La Seine, star des Jeux olympiques de 2024

  • Lors de la cérémonie d'ouverture des JO prévue le 26 juillet 2024 à 20h24, les quelque 10.000 athlètes doivent défiler sur une centaine de bateaux en plein coeur de Paris, entre le pont d'Austerlitz et celui d'Iéna
  • Après les JO, l'ouverture de sites de baignade sur la Seine et son affluent la Marne fait partie de «l'héritage» promis de cet événement

PARIS : Le perchiste Armand Duplantis, la sprinteuse Elaine Thompson-Herah, le basketteur Victor Wembanyama ? Plus qu'un sportif, la véritable star des Jeux olympiques pourrait être la Seine, entre une cérémonie d'ouverture inédite, des épreuves dans le fleuve et la promesse de s'y baigner dès 2025.

- Un défilé inédit et monumental -

Les responsables du gouvernement, de la police, du Comité d'organisation (Cojo) et de la mairie de Paris ne comptent plus les heures de réunion à son sujet: la cérémonie d'ouverture prévue le 26 juillet 2024 à 20h24 donne le tournis aux organisateurs.

Ce soir-là, les quelque 10.000 athlètes des JO doivent défiler sur une centaine de bateaux en plein coeur de Paris, entre le pont d'Austerlitz et celui d'Iéna.

Notre-Dame, le Pont Neuf, le Louvre, le Musée d'Orsay, le Grand Palais, la Tour Eiffel... Le parcours de six kilomètres a un «potentiel dingue», a salué le président du comité d'organisation, Tony Estanguet, lundi après une mini-répétition technique.

La sécurisation de cette gigantesque fête en plein air, sur un fleuve, en présence de sportifs et de chefs d'Etat du monde entier, sous les yeux de plus ou moins 500.000 spectateurs, constitue un véritable casse-tête.

Si les autorités se donnent autant de mal, c'est que cette cérémonie doit marquer durablement les esprits, comme Londres avait su le faire en 2012. Pour le préfet de région Marc Guillaume, «on se souviendra de ça: le monde entier va voir ces bateaux circuler sur la Seine».

Et le représentant de l'Etat de souligner l'aspect monumental de cette présentation inédite des athlètes hors du stade olympique. «Par rapport à un stade bunkerisé, on va pouvoir montrer tout Paris, son histoire, son patrimoine, tout ce dont on est fiers», souligne le représentant de l'Etat.

- Départ à l'heure pour l'eau libre? -

La Seine reviendra au premier plan quelques jours plus tard lors des épreuves de triathlon (30, 31 juillet et 5 août) et de natation en eau libre sur 10 km (8 et 9 août) qui se dérouleront dans son lit, au départ du pont Alexandre-III.

Pour éliminer la pollution d'un fleuve interdit à la baignade depuis un siècle pile (1923), l'Etat et les collectivités locales ont dépensé depuis 2016 environ 1,4 milliard d'euros.

Correction des évacuations de maisons et péniches, modernisation des usines d'épuration, construction de bassins de stockage et de stations d'assainissement... De lourds chantiers sont menés dans l'agglomération parisienne afin, notamment, d'éviter que l'eau de pluie ne vienne entraîner les eaux usées dans le fleuve.

Pour autant, le risque qu'un orage, en faisant déborder les égouts, ne vienne perturber le calendrier des épreuves n'est pas nul.

«Si une immense pluie survient avant les épreuves, il faudra qu'on les décale», reconnaît le préfet de région Marc Guillaume.
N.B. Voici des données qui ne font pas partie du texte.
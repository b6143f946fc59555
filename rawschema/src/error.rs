//! Error types for schema loading and parsing.

use std::path::PathBuf;

use rawschema_const::ConstError;
use thiserror::Error;

use crate::literal::Literal;
use crate::location::{File, Location};

/// Errors from decoding or parsing a schema document.
///
/// Every variant carries either the document name or a full [`Location`],
/// so the message alone is enough to point at the offending keyword.
#[derive(Debug, Error)]
pub enum ParseError {
    /// The JSON document could not be decoded. Includes line and column.
    #[error("{file}: {source}")]
    Json {
        file: File,
        #[source]
        source: serde_json::Error,
    },

    /// The YAML document could not be decoded. Includes line and column.
    #[error("{file}: {source}")]
    Yaml {
        file: File,
        #[source]
        source: serde_yaml::Error,
    },

    /// The document could not be read.
    #[error("{}: {source}", path.display())]
    Io {
        path: PathBuf,
        #[source]
        source: std::io::Error,
    },

    /// A `const` value could not be materialized.
    #[error("{location}: {source}")]
    Const {
        location: Location,
        #[source]
        source: ConstError,
    },

    /// `type` names something other than the seven JSON Schema types.
    #[error("{location}: unknown type {name:?}")]
    UnknownType { location: Location, name: String },

    /// `enum` is present but lists no values.
    #[error("{location}: enum must contain at least one value")]
    EmptyEnum { location: Location },

    /// `enum` lists the same value twice.
    #[error("{location}: duplicate enum value {value} at index {index}")]
    DuplicateEnum {
        location: Location,
        index: usize,
        value: Literal,
    },

    /// Schemas are nested deeper than the configured limit.
    #[error("{location}: schema nesting exceeds maximum depth of {max}")]
    TooDeep { location: Location, max: usize },
}

impl ParseError {
    /// The keyword location, for errors raised after decoding.
    #[must_use]
    pub fn location(&self) -> Option<&Location> {
        match self {
            Self::Const { location, .. }
            | Self::UnknownType { location, .. }
            | Self::EmptyEnum { location }
            | Self::DuplicateEnum { location, .. }
            | Self::TooDeep { location, .. } => Some(location),
            Self::Json { .. } | Self::Yaml { .. } | Self::Io { .. } => None,
        }
    }
}

#[cfg(test)]
#[allow(clippy::unwrap_used, clippy::expect_used)]
mod tests {
    use super::*;
    use crate::location::Pointer;
    use rawschema_const::ConstViolation;

    #[test]
    fn test_const_error_names_location_and_rule() {
        let location = Location::new(File::new("api.yaml"), Pointer::root()).child("const");
        let err = ParseError::Const {
            location,
            source: ConstError::Invalid(ConstViolation::EmptyObject),
        };
        assert_eq!(
            err.to_string(),
            "api.yaml#/const: const cannot be an empty object"
        );
        assert!(std::error::Error::source(&err).is_some());
        assert_eq!(err.location().unwrap().pointer.to_string(), "#/const");
    }

    #[test]
    fn test_io_error_shows_path() {
        let err = ParseError::Io {
            path: PathBuf::from("missing/schema.json"),
            source: std::io::Error::new(std::io::ErrorKind::NotFound, "not found"),
        };
        assert_eq!(err.to_string(), "missing/schema.json: not found");
        assert!(err.location().is_none());
    }
}
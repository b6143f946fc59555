use std::io::Write;
use std::path::PathBuf;

use anyhow::{Result, bail};
use clap::{Args, Parser, Subcommand};
use rawschema::{DEFAULT_MAX_DEPTH, Parser as SchemaParser, Settings};

use crate::discover::{compile_excludes, find_documents};
use crate::logging::{LogFormat, LogLevel, init_logging};
use crate::output::{
    CheckReport, OutputFormat, collect_consts, write_check_text, write_consts_text, write_json,
};

#[derive(Parser, Debug)]
#[command(
    name = "rawschema",
    version,
    about = "Check JSON Schema documents and inspect their const values"
)]
pub struct Cli {
    /// Log output format (stderr).
    #[arg(long, value_name = "FORMAT", default_value = "text", global = true)]
    pub log_format: LogFormat,

    /// Minimum log level (stderr). `RUST_LOG` takes precedence.
    #[arg(long, value_name = "LEVEL", default_value = "warn", global = true)]
    pub log_level: LogLevel,

    #[command(subcommand)]
    pub command: Command,
}

#[derive(Subcommand, Debug)]
pub enum Command {
    /// Parse every schema document under the given paths
    Check(CheckArgs),
    /// List the const and enum values of one document
    Consts(ConstsArgs),
}

#[derive(Args, Debug)]
pub struct CheckArgs {
    /// Files or directories to check
    #[arg(value_name = "PATH", default_value = ".")]
    pub paths: Vec<PathBuf>,

    /// Glob of paths to leave out; may be repeated
    #[arg(long, value_name = "GLOB")]
    pub exclude: Vec<String>,

    /// Report format
    #[arg(long, value_name = "FORMAT", default_value = "text")]
    pub format: OutputFormat,

    /// Maximum schema nesting depth
    #[arg(long, value_name = "N", default_value_t = DEFAULT_MAX_DEPTH)]
    pub max_depth: usize,
}

#[derive(Args, Debug)]
pub struct ConstsArgs {
    /// Schema document to inspect
    #[arg(value_name = "FILE")]
    pub file: PathBuf,

    /// Report format
    #[arg(long, value_name = "FORMAT", default_value = "text")]
    pub format: OutputFormat,
}

/// Parses arguments, sets up logging and runs the selected command.
///
/// # Errors
///
/// Returns an error if the command fails or, for `check`, if any document
/// failed to parse.
pub fn run() -> Result<()> {
    let cli = Cli::parse();
    init_logging(cli.log_format, cli.log_level)?;

    let mut stdout = std::io::stdout().lock();
    match cli.command {
        Command::Check(args) => check(&args, &mut stdout),
        Command::Consts(args) => consts(&args, &mut stdout),
    }
}

fn check(args: &CheckArgs, out: &mut dyn Write) -> Result<()> {
    let exclude = compile_excludes(&args.exclude)?;
    let (files, walk_failures) = find_documents(&args.paths, &exclude);
    let parser = SchemaParser::new(Settings::default().with_max_depth(args.max_depth));

    let mut report = CheckReport::default();
    for failure in walk_failures {
        tracing::warn!(path = %failure.path.display(), "{}", failure.message);
        report.record_failure(failure.path.display().to_string(), failure.message);
    }
    for path in &files {
        report.checked += 1;
        match parser.parse_file(path) {
            Ok(_) => tracing::debug!(path = %path.display(), "document ok"),
            Err(err) => {
                tracing::debug!(path = %path.display(), error = %err, "document failed");
                report.record_failure(path.display().to_string(), err.to_string());
            }
        }
    }
    report.ok = report.failed == 0;
    tracing::info!(checked = report.checked, failed = report.failed, "check finished");

    match args.format {
        OutputFormat::Text => write_check_text(&report, out)?,
        OutputFormat::Json => write_json(&report, out)?,
    }

    if !report.ok {
        bail!("{} document(s) failed", report.failed);
    }
    Ok(())
}

fn consts(args: &ConstsArgs, out: &mut dyn Write) -> Result<()> {
    let schema = SchemaParser::default().parse_file(&args.file)?;
    let entries = collect_consts(&schema);
    tracing::debug!(entries = entries.len(), "collected const and enum keywords");

    match args.format {
        OutputFormat::Text => write_consts_text(&entries, out),
        OutputFormat::Json => write_json(&entries, out),
    }
}

#[cfg(test)]
#[allow(clippy::unwrap_used, clippy::expect_used)]
mod tests {
    use super::*;

    #[test]
    fn parses_check_defaults() {
        let cli = Cli::try_parse_from(["rawschema", "check"]).expect("check should parse");
        let Command::Check(args) = cli.command else {
            panic!("expected check");
        };
        assert_eq!(args.paths, vec![PathBuf::from(".")]);
        assert!(args.exclude.is_empty());
        assert_eq!(args.format, OutputFormat::Text);
        assert_eq!(args.max_depth, DEFAULT_MAX_DEPTH);
    }

    #[test]
    fn parses_repeated_excludes_and_global_flags() {
        let cli = Cli::try_parse_from([
            "rawschema",
            "check",
            "schemas",
            "api",
            "--exclude",
            "draft.*",
            "--exclude",
            "*/legacy/*",
            "--log-level",
            "debug",
            "--log-format",
            "json",
        ])
        .expect("check args should parse");

        assert_eq!(cli.log_level, LogLevel::Debug);
        assert_eq!(cli.log_format, LogFormat::Json);
        let Command::Check(args) = cli.command else {
            panic!("expected check");
        };
        assert_eq!(args.paths.len(), 2);
        assert_eq!(args.exclude, ["draft.*", "*/legacy/*"]);
    }

    #[test]
    fn consts_requires_a_file() {
        let err = Cli::try_parse_from(["rawschema", "consts"]).expect_err("missing file");
        assert_eq!(err.kind(), clap::error::ErrorKind::MissingRequiredArgument);
    }

    #[test]
    fn rejects_unknown_format() {
        let err = Cli::try_parse_from(["rawschema", "consts", "a.json", "--format", "xml"])
            .expect_err("unknown format");
        assert_eq!(err.kind(), clap::error::ErrorKind::InvalidValue);
    }
}
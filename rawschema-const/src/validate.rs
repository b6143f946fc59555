//! Shape rules applied to every const value before it is stored.
//!
//! The rules look at the decoded value only, never at the declared schema
//! `type`, and run in order with the first match winning.

use serde_json::Value;
use thiserror::Error;

/// The one string literal that may not be used as a const.
///
/// This is an exact match. `"100.0"`, `"1000"` and the number `100` are all
/// accepted.
pub const RESERVED_STRING: &str = "100";

/// A const value with a disallowed shape.
#[derive(Debug, Clone, Error, PartialEq, Eq)]
pub enum ConstViolation {
    /// `{}` was given as the const value.
    #[error("const cannot be an empty object")]
    EmptyObject,

    /// The reserved string literal was given as the const value.
    #[error("const cannot be the string {0:?}")]
    ReservedString(String),
}

/// Checks a decoded const value against the shape rules.
///
/// # Errors
///
/// Returns [`ConstViolation::EmptyObject`] for an object with no entries and
/// [`ConstViolation::ReservedString`] for the string [`RESERVED_STRING`].
pub fn validate_const(value: &Value) -> Result<(), ConstViolation> {
    match value {
        Value::Object(map) if map.is_empty() => Err(ConstViolation::EmptyObject),
        Value::String(s) if s == RESERVED_STRING => Err(ConstViolation::ReservedString(s.clone())),
        _ => Ok(()),
    }
}
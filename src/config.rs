use rust_decimal::prelude::*;
use std::collections::HashMap;
use thiserror::Error;

use crate::gains::DEFAULT_TAX_RATE;
use crate::method::Method;

#[derive(Debug, Clone, PartialEq)]
pub struct Config {
    pub method: Method,
    pub tax_rate: Decimal,
    pub currency: String,
}

#[derive(Debug, Error)]
pub enum ConfigError {
    #[error("Invalid value for {0}: {1}")]
    InvalidValue(String, String),
}

impl Default for Config {
    fn default() -> Self {
        Config {
            method: Method::Acb,
            tax_rate: DEFAULT_TAX_RATE,
            currency: "EUR".to_string(),
        }
    }
}

impl Config {
    pub fn from_env() -> Result<Self, ConfigError> {
        Self::from_env_map(std::env::vars().collect())
    }

    pub fn from_env_map(env_map: HashMap<String, String>) -> Result<Self, ConfigError> {
        let method = match env_map.get("CAPGAINS_METHOD") {
            Some(s) => parse_method("CAPGAINS_METHOD", s)?,
            None => Method::Acb,
        };

        let tax_rate = match env_map.get("CAPGAINS_TAX_RATE") {
            Some(s) => parse_tax_rate("CAPGAINS_TAX_RATE", s)?,
            None => DEFAULT_TAX_RATE,
        };

        let currency = env_map
            .get("CAPGAINS_CURRENCY")
            .map(|s| s.trim().to_uppercase())
            .filter(|s| !s.is_empty())
            .unwrap_or_else(|| "EUR".to_string());

        Ok(Config {
            method,
            tax_rate,
            currency,
        })
    }
}

pub fn parse_method(key: &str, value: &str) -> Result<Method, ConfigError> {
    value
        .parse::<Method>()
        .map_err(|e| ConfigError::InvalidValue(key.to_string(), e.to_string()))
}

/// A fraction in `[0, 1]`, e.g. `0.275`.
pub fn parse_tax_rate(key: &str, value: &str) -> Result<Decimal, ConfigError> {
    let rate = Decimal::from_str(value.trim()).map_err(|_| {
        ConfigError::InvalidValue(key.to_string(), "must be a decimal number".to_string())
    })?;
    if rate < Decimal::ZERO || rate > Decimal::ONE {
        return Err(ConfigError::InvalidValue(
            key.to_string(),
            format!("must be between 0 and 1, got {}", rate),
        ));
    }
    Ok(rate)
}

#[cfg(test)]
mod tests {
    use super::*;
    use rust_decimal_macros::dec;

    #[test]
    fn test_defaults() {
        let config = Config::from_env_map(HashMap::new()).unwrap();
        assert_eq!(config, Config::default());
        assert_eq!(config.tax_rate, dec!(0.275));
    }

    #[test]
    fn test_overrides() {
        let mut env_map = HashMap::new();
        env_map.insert("CAPGAINS_METHOD".to_string(), "hifo".to_string());
        env_map.insert("CAPGAINS_TAX_RATE".to_string(), "0.26".to_string());
        env_map.insert("CAPGAINS_CURRENCY".to_string(), "usd".to_string());
        let config = Config::from_env_map(env_map).unwrap();
        assert_eq!(config.method, Method::Hifo);
        assert_eq!(config.tax_rate, dec!(0.26));
        assert_eq!(config.currency, "USD");
    }

    #[test]
    fn test_invalid_method() {
        let mut env_map = HashMap::new();
        env_map.insert("CAPGAINS_METHOD".to_string(), "average".to_string());
        match Config::from_env_map(env_map) {
            Err(ConfigError::InvalidValue(k, msg)) => {
                assert_eq!(k, "CAPGAINS_METHOD");
                assert!(msg.contains("average"));
            }
            _ => panic!("Expected InvalidValue error"),
        }
    }

    #[test]
    fn test_tax_rate_out_of_range() {
        let mut env_map = HashMap::new();
        env_map.insert("CAPGAINS_TAX_RATE".to_string(), "27.5".to_string());
        match Config::from_env_map(env_map) {
            Err(ConfigError::InvalidValue(k, _)) => assert_eq!(k, "CAPGAINS_TAX_RATE"),
            _ => panic!("Expected InvalidValue error"),
        }
    }

    #[test]
    fn test_tax_rate_not_a_number() {
        assert!(parse_tax_rate("CAPGAINS_TAX_RATE", "abc").is_err());
    }
}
Dans ce cas, les organisateurs auront «deux-trois jours de marge», indique Pierre Rabadan, adjoint aux JO et à la Seine de la maire de Paris Anne Hidalgo.

«S'il pleut une semaine des torrents, ce sera compliqué», reconnaît l'élu pour qui les relevés de l'été 2022 - «avant tous les travaux en cours» - étaient satisfaisants à 92% pour autoriser la baignade.

- Promesse de baignade dès 2025 -

Ce travail collectif doit aboutir, après les JO, à l'ouverture de sites de baignade sur la Seine et son affluent la Marne, part de «l'héritage» promis de ces JO.

La maire de Paris a déjà annoncé ceux de la capitale, au nombre de trois, qui ouvriront dès 2025... si les autorités sanitaires le permettent.

Pour cela, «il faut atteindre la qualité minimale au sens de la directive européenne» de 2006, qui fixe des seuils de quantité de deux bactéries fécales, Escherichia coli et les entérocoques intestinaux, rappelle le Syndicat interdépartemental pour l'assainissement de l'agglomération parisienne (Siaap).

La présence d'E.coli a été divisée par vingt en trente ans, et celle d'ammonium par dix, souligne le Siaap.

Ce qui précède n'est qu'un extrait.